Lets ohm test the compressor again, read below on how its done.

Here's what Rick and Jeff also said on how to check your 3 compressor pins:

There are three pins in a triangle configuration. The pin at the top is Common. The pin at left is usually Start. The pin to the right is usually Run. Read between C-S and C-R

Use an ohmmeter to check the C-S: Ohmmeter should indicate between 3 and 11 ohms. Then check the C-R: Ohmmeter should indicate between 1 and 5 ohms. Then check from each compressor pin to the compressor body for a short.

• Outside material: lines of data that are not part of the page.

// Copyright (c) 2025 Erick Bourgeois, firestoned
// SPDX-License-Identifier: MIT

//! dns.services REST API client.
//!
//! This module talks to the dns.services hosting API over HTTPS with Basic Auth.
//! It handles:
//!
//! - Locating the zone that hosts a challenge FQDN ([`zones`])
//! - Creating, listing and deleting TXT records in that zone ([`records`])
//!
//! # Architecture
//!
//! A [`DnsServicesClient`] is built per challenge from the shared `reqwest` client,
//! the configured base URL and the credentials resolved for that challenge. It keeps
//! no state between calls. There is no retry logic here; a failed call is returned
//! to cert-manager, which owns the retry policy.
//!
//! # Example
//!
//! ```rust,no_run
//! use dns_services_webhook::credentials::ProviderCredentials;
//! use dns_services_webhook::provider::{http_client, DnsServicesClient};
//! use std::time::Duration;
//!
//! # async fn example() -> Result<(), Box<dyn std::error::Error>> {
//! let credentials = ProviderCredentials::new("ops@example.com".into(), "secret".into())?;
//! let client = DnsServicesClient::new(
//!     http_client(Duration::from_secs(30))?,
//!     "https://dns.services/api",
//!     credentials,
//! );
//!
//! if let Some(zone) = client.find_zone("_acme-challenge.example.com.").await? {
//!     println!("zone {} lives in service {}", zone.name, zone.service_id);
//! }
//! # Ok(())
//! # }
//! ```

pub mod records;
pub mod types;
pub mod zones;

pub use types::{
    CreateRecordResponse, DeleteOutcome, RecordList, TxtRecordEntry, TxtRecordRequest, ZoneEntry,
    ZoneInfo, ZoneList,
};

use reqwest::header::ACCEPT;
use reqwest::{Client as HttpClient, Method, StatusCode};
use serde::de::DeserializeOwned;
use serde::Serialize;
use std::time::Duration;
use tracing::{debug, error, info};
use url::Url;

use crate::credentials::ProviderCredentials;
use crate::errors::SolverError;
use crate::metrics;

/// Build the shared HTTP client with a per-request timeout.
///
/// # Errors
///
/// Returns an error if the TLS backend cannot be initialised.
pub fn http_client(timeout: Duration) -> reqwest::Result<HttpClient> {
    HttpClient::builder().timeout(timeout).build()
}

/// Normalise a provider host into a base URL.
///
/// Adds `https://` when no scheme is given and strips trailing slashes:
/// `dns.services/api/` becomes `https://dns.services/api`.
#[must_use]
pub fn build_api_url(host: &str) -> String {
    let host = host.trim().trim_end_matches('/');
    if host.contains("://") {
        host.to_string()
    } else {
        format!("https://{host}")
    }
}

/// Raw provider response: status plus body text.
#[derive(Debug, Clone)]
pub(crate) struct ProviderResponse {
    pub status: StatusCode,
    pub body: String,
}

impl ProviderResponse {
    /// Fail with [`SolverError::ProviderStatus`] unless the status is 2xx.
    pub fn ensure_success(self, url: &str) -> Result<Self, SolverError> {
        if self.status.is_success() {
            Ok(self)
        } else {
            error!(url = %url, status = %self.status, body = %self.body, "dns.services request failed");
            Err(SolverError::ProviderStatus {
                url: url.to_string(),
                status: self.status,
                body: self.body,
            })
        }
    }

    /// Decode the JSON body.
    pub fn json<T: DeserializeOwned>(&self, url: &str) -> Result<T, SolverError> {
        serde_json::from_str(&self.body).map_err(|source| SolverError::Decode {
            url: url.to_string(),
            source,
        })
    }
}

/// Client for one challenge against the dns.services API.
#[derive(Debug, Clone)]
pub struct DnsServicesClient {
    http: HttpClient,
    base_url: String,
    credentials: ProviderCredentials,
}

impl DnsServicesClient {
    /// Create a client for `base_url` authenticating as `credentials`.
    #[must_use]
    pub fn new(http: HttpClient, base_url: &str, credentials: ProviderCredentials) -> Self {
        Self {
            http,
            base_url: build_api_url(base_url),
            credentials,
        }
    }

    /// Base URL requests are issued against.
    #[must_use]
    pub fn base_url(&self) -> &str {
        &self.base_url
    }

    /// Append path segments to the base URL, percent-encoding each one.
    fn endpoint(&self, segments: &[&str]) -> String {
        let fallback = || format!("{}/{}", self.base_url, segments.join("/"));

        let Ok(mut url) = Url::parse(&self.base_url) else {
            return fallback();
        };
        let appended = url.path_segments_mut().map(|mut path| {
            path.pop_if_empty().extend(segments);
        });
        if appended.is_err() {
            return fallback();
        }
        url.to_string()
    }

    pub(crate) fn zones_url(&self) -> String {
        self.endpoint(&["dns"])
    }

    pub(crate) fn zone_url(&self, zone: &ZoneInfo) -> String {
        self.endpoint(&["service", &zone.service_id, "dns", &zone.domain_id])
    }

    pub(crate) fn records_url(&self, zone: &ZoneInfo) -> String {
        self.endpoint(&["service", &zone.service_id, "dns", &zone.domain_id, "records"])
    }

    pub(crate) fn record_url(&self, zone: &ZoneInfo, record_id: &str) -> String {
        self.endpoint(&[
            "service",
            &zone.service_id,
            "dns",
            &zone.domain_id,
            "records",
            record_id,
        ])
    }

    /// Issue one authenticated request.
    ///
    /// The status is not checked here; callers decide which statuses are acceptable.
    pub(crate) async fn request<T: Serialize + ?Sized>(
        &self,
        method: Method,
        url: &str,
        body: Option<&T>,
    ) -> Result<ProviderResponse, SolverError> {
        info!(method = %method, url = %url, "HTTP API request to dns.services");
        debug!(username = %self.credentials.username, "Authenticating to dns.services");

        let mut request = self
            .http
            .request(method.clone(), url)
            .basic_auth(&self.credentials.username, Some(&self.credentials.password))
            .header(ACCEPT, "application/json");

        if let Some(body_data) = body {
            request = request.json(body_data);
        }

        let response = request.send().await.map_err(|source| {
            error!(method = %method, url = %url, error = %source, "dns.services request could not be sent");
            metrics::record_provider_request(method.as_str(), "transport_error");
            SolverError::Network {
                url: url.to_string(),
                source,
            }
        })?;

        let status = response.status();
        metrics::record_provider_request(method.as_str(), status.as_str());

        let body = response
            .text()
            .await
            .map_err(|source| SolverError::Network {
                url: url.to_string(),
                source,
            })?;

        debug!(
            method = %method,
            url = %url,
            status = %status,
            response_len = body.len(),
            "HTTP API response from dns.services"
        );

        Ok(ProviderResponse { status, body })
    }
}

If your having a problem finding the START and RUN windings pins on your compressor Read what Jeff says here:

First check to see if you have windings in the compressor. Then check to see if they are grounded. If the compressor has windings and they are not grounded, you can find which winding is which. Check for grounded windings by reading from each terminal to a good ground on the cabinet. Read from the top terminal to the lower left terminal. Read from the top terminal to the lower right terminal. Read from the lower left terminal to the lower right terminal. Write down the resistance of each reading as you go. The highest reading you get will be the run and start winding of the compressor in series with each other. The other terminal left will be the common terminal. Read from the common terminal to each of the other terminals. The terminal with the lower resistance will be the run winding. The higher resistance the start winding.

NOTE: IF you measure across S-R, ignoring the common. That reading should be the exact total of the two individual coil readings, because you're reading through both coils in series now. If those two sets of readings aren't within about 1/2 ohm of each other, then one of the compressor windings is shorted, and if it runs at all, it'll run hot and usually end up short-cycling on its overload protector.

Jake
 

tnguyen875

Premium Member
Joined
Sep 6, 2017
Messages
8
Location
California
Thank you very much for your promptly helps.
The compressor that I have is the one with 2 prongs on top, and 1 at bottom. I test them all by pairs. The results are the same for each pair, 7.5 ohms. I checked each compressor pin to the compressor body and ground on the cabinet, I have no continuity for all pins. Since the ohms of each pair of 3 prongs are the same I have no clue which is which of START or RUN.
Now, it seems like the compressor do some humming. I feel the vibration from it when it is running. I think I will do the freon recharge next week to see if it the case. What do you think?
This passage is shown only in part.